**Stored data entries:**
//! Worksheet types for representing imported Enlir rows

use serde::{Deserialize, Serialize};
use std::fmt;
use std::path::PathBuf;

/// The worksheets of the Enlir spreadsheet that the pipeline imports
#[derive(Debug, Clone, Copy, PartialEq, Eq, PartialOrd, Ord, Hash, Serialize, Deserialize)]
pub enum SheetKind {
    Characters,
    RecordSpheres,
    LegendSpheres,
    RecordMaterias,
    LegendMaterias,
    Abilities,
    SoulBreaks,
    LimitBreaks,
    Commands,
    SynchroCommands,
    BraveActions,
    Others,
    Statuses,
    Relics,
    Magicites,
    MagiciteSkills,
    Events,
    Missions,
    Experiences,
}

impl SheetKind {
    /// Every worksheet, in import order
    pub const ALL: [SheetKind; 19] = [
        SheetKind::Characters,
        SheetKind::RecordSpheres,
        SheetKind::LegendSpheres,
        SheetKind::RecordMaterias,
        SheetKind::LegendMaterias,
        SheetKind::Abilities,
        SheetKind::SoulBreaks,
        SheetKind::LimitBreaks,
        SheetKind::Commands,
        SheetKind::SynchroCommands,
        SheetKind::BraveActions,
        SheetKind::Others,
        SheetKind::Statuses,
        SheetKind::Relics,
        SheetKind::Magicites,
        SheetKind::MagiciteSkills,
        SheetKind::Events,
        SheetKind::Missions,
        SheetKind::Experiences,
    ];

    /// Worksheet title as it appears in the spreadsheet
    pub fn title(self) -> &'static str {
        match self {
            SheetKind::Characters => "Characters",
            SheetKind::RecordSpheres => "Record Spheres",
            SheetKind::LegendSpheres => "Legend Spheres",
            SheetKind::RecordMaterias => "Record Materia",
            SheetKind::LegendMaterias => "Legend Materia",
            SheetKind::Abilities => "Abilities",
            SheetKind::SoulBreaks => "Soul Breaks",
            SheetKind::LimitBreaks => "Limit Breaks",
            SheetKind::Commands => "Commands",
            SheetKind::SynchroCommands => "Synchro",
            SheetKind::BraveActions => "Brave",
            SheetKind::Others => "Other",
            SheetKind::Statuses => "Status",
            SheetKind::Relics => "Relics",
            SheetKind::Magicites => "Magicite",
            SheetKind::MagiciteSkills => "Magicite Skills",
            SheetKind::Events => "Events",
            SheetKind::Missions => "Missions",
            SheetKind::Experiences => "Experience",
        }
    }

    /// Map an exported file stem onto a worksheet
    ///
    /// Matching ignores case and any non-alphanumeric characters, and accepts
    /// both the spreadsheet title and the plural/snake-case variants:
    /// - "Soul Breaks" -> SoulBreaks
    /// - "soul_breaks" -> SoulBreaks
    /// - "Record Materia" -> RecordMaterias
    pub fn from_file_stem(stem: &str) -> Option<SheetKind> {
        let normalized: String = stem
            .chars()
            .filter(|c| c.is_ascii_alphanumeric())
            .map(|c| c.to_ascii_lowercase())
            .collect();

        let kind = match normalized.as_str() {
            "characters" | "character" => SheetKind::Characters,
            "recordspheres" | "recordsphere" => SheetKind::RecordSpheres,
            "legendspheres" | "legendsphere" => SheetKind::LegendSpheres,
            "recordmateria" | "recordmaterias" => SheetKind::RecordMaterias,
            "legendmateria" | "legendmaterias" => SheetKind::LegendMaterias,
            "abilities" | "ability" => SheetKind::Abilities,
            "soulbreaks" | "soulbreak" => SheetKind::SoulBreaks,
            "limitbreaks" | "limitbreak" => SheetKind::LimitBreaks,
            "commands" | "command" => SheetKind::Commands,
            "synchro" | "synchrocommands" | "synchrocommand" => SheetKind::SynchroCommands,
            "brave" | "braveactions" | "braveaction" => SheetKind::BraveActions,
            "other" | "others" => SheetKind::Others,
            "status" | "statuses" => SheetKind::Statuses,
            "relics" | "relic" => SheetKind::Relics,
            "magicite" | "magicites" => SheetKind::Magicites,
            "magiciteskills" | "magiciteskill" => SheetKind::MagiciteSkills,
            "events" | "event" => SheetKind::Events,
            "missions" | "mission" => SheetKind::Missions,
            "experience" | "experiences" => SheetKind::Experiences,
            _ => return None,
        };
        Some(kind)
    }
}

impl fmt::Display for SheetKind {
    fn fmt(&self, f: &mut fmt::Formatter<'_>) -> fmt::Result {
        f.write_str(self.title())
    }
}

/// A parsed worksheet from a single CSV export
#[derive(Debug, Clone, Serialize, Deserialize)]
pub struct Sheet {
    /// Which worksheet this is
    pub kind: SheetKind,
    /// Column definitions
    pub columns: Vec<Column>,
    /// Row data
    pub rows: Vec<SheetRow>,
    /// Source file path
    pub source_path: PathBuf,
}

impl Sheet {
    /// Create a new empty sheet
    pub fn new(kind: SheetKind, source_path: PathBuf) -> Self {
        Self {
            kind,
            columns: Vec::new(),
            rows: Vec::new(),
            source_path,
        }
    }

    /// Get the number of rows
    pub fn row_count(&self) -> usize {
        self.rows.len()
    }

    /// Find a column by name
    pub fn find_column(&self, name: &str) -> Option<&Column> {
        self.columns.iter().find(|c| c.name == name)
    }

    /// Iterate rows with by-name field access
    pub fn records(&self) -> impl Iterator<Item = RowView<'_>> {
        self.rows.iter().map(move |row| RowView {
            columns: &self.columns,
            row,
        })
    }
}

/// A column definition
#[derive(Debug, Clone, Serialize, Deserialize)]
pub struct Column {
    /// Header text (e.g., "Soul Break" or "Realm")
    pub name: String,
    /// Column index (0-based)
    pub index: usize,
}

impl Column {
    /// Create a new column
    pub fn new(name: String, index: usize) -> Self {
        Self { name, index }
    }
}

/// A row of raw worksheet cells; every cell is kept as text
#[derive(Debug, Clone, Default, Serialize, Deserialize)]
pub struct SheetRow {
    pub cells: Vec<String>,
}

impl SheetRow {
    /// Create a new row
    pub fn new(cells: Vec<String>) -> Self {
        Self { cells }
    }

    /// Check whether every cell is blank
    pub fn is_blank(&self) -> bool {
        self.cells.iter().all(|c| c.trim().is_empty())
    }
}

/// A row together with its sheet's header, for lookups by column name
#[derive(Debug, Clone, Copy)]
pub struct RowView<'a> {
    columns: &'a [Column],
    row: &'a SheetRow,
}

impl<'a> RowView<'a> {
    /// Cell text under `column`, or "" when the column or cell is missing
    pub fn get(&self, column: &str) -> &'a str {
        self.columns
            .iter()
            .find(|c| c.name == column)
            .and_then(|c| self.row.cells.get(c.index))
            .map(String::as_str)
            .unwrap_or("")
    }

    /// Cell text under `column` with surrounding whitespace removed
    pub fn trimmed(&self, column: &str) -> &'a str {
        self.get(column).trim()
    }
}

#[cfg(test)]
mod tests {
    use super::*;

    #[test]
    fn test_sheet_kind_from_file_stem() {
        assert_eq!(SheetKind::from_file_stem("Soul Breaks"), Some(SheetKind::SoulBreaks));
        assert_eq!(SheetKind::from_file_stem("soul_breaks"), Some(SheetKind::SoulBreaks));
        assert_eq!(SheetKind::from_file_stem("Record Materia"), Some(SheetKind::RecordMaterias));
        assert_eq!(SheetKind::from_file_stem("Synchro"), Some(SheetKind::SynchroCommands));
        assert_eq!(SheetKind::from_file_stem("Calculator"), None);
    }

    #[test]
    fn test_every_title_maps_back() {
        for kind in SheetKind::ALL {
            assert_eq!(SheetKind::from_file_stem(kind.title()), Some(kind));
        }
    }

    #[test]
    fn test_row_view_get() {
        let mut sheet = Sheet::new(SheetKind::Events, PathBuf::from("events.csv"));
        sheet.columns = vec![
            Column::new("Event".to_string(), 0),
            Column::new("Realm".to_string(), 1),
        ];
        sheet.rows = vec![SheetRow::new(vec![" Fat Chocobo ".to_string(), "V".to_string()])];

        let row = sheet.records().next().unwrap();
        assert_eq!(row.get("Event"), " Fat Chocobo ");
        assert_eq!(row.trimmed("Event"), "Fat Chocobo");
        assert_eq!(row.get("Realm"), "V");
        assert_eq!(row.get("Missing"), "");
    }

    #[test]
    fn test_row_is_blank() {
        assert!(SheetRow::new(vec!["".to_string(), "  ".to_string()]).is_blank());
        assert!(!SheetRow::new(vec!["".to_string(), "x".to_string()]).is_blank());
    }
}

**What you need to do:** Filter the records above and return every line that holds the word "normalized".

**Result of the exercise:**
        let normalized: String = stem
        let kind = match normalized.as_str() {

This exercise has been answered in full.